The second defence is, that the way, if ever lawfully created, has become extinct, the title to the several lots over which it is laid having become vested in the same owner. We do not think the defence can avail. The way is appurtenant to other lots than those over which it is laid, and among them to the lots belonging to the complainant. The way over the lots belonging to the defendants connects with tide-water, and therefore it cannot be said that the complainant has no interest in the way because the lots over which it is laid all belong to the defendants; for the complainant may want to use it as a way to tide-water, which belongs to everybody.






Concurrence Opinion

I concur generally in the results at which the majority of the court has arrived.

The facts necessary to the decision of the questions now before us can be stated very briefly.

The trustees of the Fox Point Association, claiming to own certain land and adjoining shore rights and water lots, caused the same to be platted in 1816 in lots for sale and with certain streets laid out thereon. The complainants own lots A and 56 on said plat; the respondents now hold lots 13 to 22 inclusive. The complainants claim that the respondents have without right shut up a certain street upon said plat. It is agreed that said street and all the lots held by the respondents were at the time under water and were not filled up until 1820, and then by the purchasers of said lots and not by said trustees.

Did said street ever have a lawful existence, and if so, has it become extinguished by unity of possession?

It is contended by the respondents that the said platting and conveyance of lots and of any rights in any supposed streets was totally invalid as to that portion of the platted land then under water.

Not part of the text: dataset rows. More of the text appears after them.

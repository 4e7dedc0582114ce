//! Router construction.

use std::path::Path;
use std::sync::Arc;

use axum::{routing::get, Extension, Router};
use tower_http::{
    compression::CompressionLayer,
    cors::CorsLayer,
    services::{ServeDir, ServeFile},
    trace::TraceLayer,
};

use crate::handlers;
use crate::state::AppState;

/// Build the application router.
///
/// Every API route answers with and without a trailing slash.
pub fn build_router(state: Arc<AppState>, static_dir: &Path) -> Router {
    let index = static_dir.join("html").join("index.html");

    Router::new()
        // Frontend
        .route_service("/", ServeFile::new(index))
        .nest_service("/static", ServeDir::new(static_dir))
        // Event geometries
        .route(
            "/api/events/polygons",
            get(handlers::events::polygons_handler),
        )
        .route(
            "/api/events/polygons/",
            get(handlers::events::polygons_handler),
        )
        .route(
            "/api/events/polygons/within/:w/:s/:e/:n",
            get(handlers::events::polygons_within_handler),
        )
        .route(
            "/api/events/polygons/within/:w/:s/:e/:n/",
            get(handlers::events::polygons_within_handler),
        )
        .route("/api/events/points", get(handlers::events::points_handler))
        .route("/api/events/points/", get(handlers::events::points_handler))
        .route(
            "/api/events/points/within/:w/:s/:e/:n",
            get(handlers::events::points_within_handler),
        )
        .route(
            "/api/events/points/within/:w/:s/:e/:n/",
            get(handlers::events::points_within_handler),
        )
        // Statistics
        .route(
            "/api/statistics",
            get(handlers::statistics::statistics_handler),
        )
        .route(
            "/api/statistics/",
            get(handlers::statistics::statistics_handler),
        )
        .route(
            "/api/statistics/within/:w/:s/:e/:n",
            get(handlers::statistics::statistics_within_handler),
        )
        .route(
            "/api/statistics/within/:w/:s/:e/:n/",
            get(handlers::statistics::statistics_within_handler),
        )
        // Imagery proxy
        .route(
            "/api/proxy/imagery/*path",
            get(handlers::proxy::imagery_proxy_handler),
        )
        // Health and metrics
        .route("/health", get(handlers::health::health_handler))
        .route("/ready", get(handlers::health::ready_handler))
        .route("/metrics", get(handlers::health::metrics_handler))
        // Middleware
        .layer(Extension(state))
        .layer(TraceLayer::new_for_http())
        .layer(CompressionLayer::new())
        .layer(CorsLayer::permissive())
}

In all questions relating to our shores a very important preliminary consideration is, whether the English common law upon this subject was ever adopted here in its full extent. By the Patent of 1643, the laws were to be "conformable to the laws of England so far as the nature and constitution of the place will admit." *357

By the Code of 1647, it was voted to "receive and be governed by the laws of England, together with the way of administering of them so far as the nature and constitution of this plantation will permit." The laws of Oleron were adopted, and the recorder was required to keep "the general purchases, which are all we can show for our rights to our lands," and the charter which gave a right to exercise authority. It is well known that our ancestors claimed to hold their lands by purchase from the native proprietors and not by grant from the Crown.

The Charter of 1663 used substantially the same language as the Patent of 1643. It is very evident that, however, as a matter of policy, they may have adopted the usual language of charters, they really considered it as a charter of government only, for they had already purchased nearly all the land before, and the remainder they purchased of Ninigret afterwards, and did not claim to hold it of the King.

There is a great difference in the character of the shores of the two countries. And as to the rivers, there are but few rivers in England which would be navigable but for act of parliament, and the repair of their banks and their navigation are regulated by statute. So also in many cases as to marshes. See Ball v.Herbert, 3 Term Rep. 253; and as to Rumney Marsh, see 4 Institute, 276, 277.

To apply the common law doctrine strictly would require us to hold that all the marshes in the State belong to the State; yet from the very first settlement, although flowed by the tide, they have always been recognized as private property, platted and sold as such, taxed as such, and the State has made provision by statute for exempting them from the fence laws, for the very reason that they are overflowed by the tides.

See also as to sedge flats in Connecticut, Church v.Meeker, 34 Conn. 421.

Again it is important to inquire into the nature and extent of the right, formerly of the Crown, now of the State, in the shores.

The shore in the common law includes only the space between ordinary high and ordinary low-water mark.

The true doctrine seems to be, as the result of the decisions, that the State has the governmental control of the shores and tide-waters for the benefit of the public, in order to protect the *358 public rights of passage or other rights on the shore, and to protect the navigation. Angell on Tide Waters, 27, and cases cited.

It was the policy of the English law, and especially of the feudal system, to consider the King as the original owner of all the lands, c., in the kingdom. Hence he was the owner of all vacant lands, derelict, c. All was held of him and escheated to him. So he is spoken of as the owner of the shore.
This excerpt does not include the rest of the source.